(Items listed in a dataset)
******************************
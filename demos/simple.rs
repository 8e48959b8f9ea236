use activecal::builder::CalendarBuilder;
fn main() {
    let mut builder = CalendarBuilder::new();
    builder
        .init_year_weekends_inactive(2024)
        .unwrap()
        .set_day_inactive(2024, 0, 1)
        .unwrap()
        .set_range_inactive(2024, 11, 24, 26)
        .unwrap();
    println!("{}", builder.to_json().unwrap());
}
******************************
# Your objective
Word for word, give back all of the records.

# Exercise solution
filename demos/simple.rs
repository 8e48959b8f9ea236
use activecal::builder::CalendarBuilder;
fn main() {
    let mut builder = CalendarBuilder::new();
    builder
        .init_year_weekends_inactive(2024)
        .unwrap()
        .set_day_inactive(2024, 0, 1)
        .unwrap()
        .set_range_inactive(2024, 11, 24, 26)
        .unwrap();
    println!("{}", builder.to_json().unwrap());
}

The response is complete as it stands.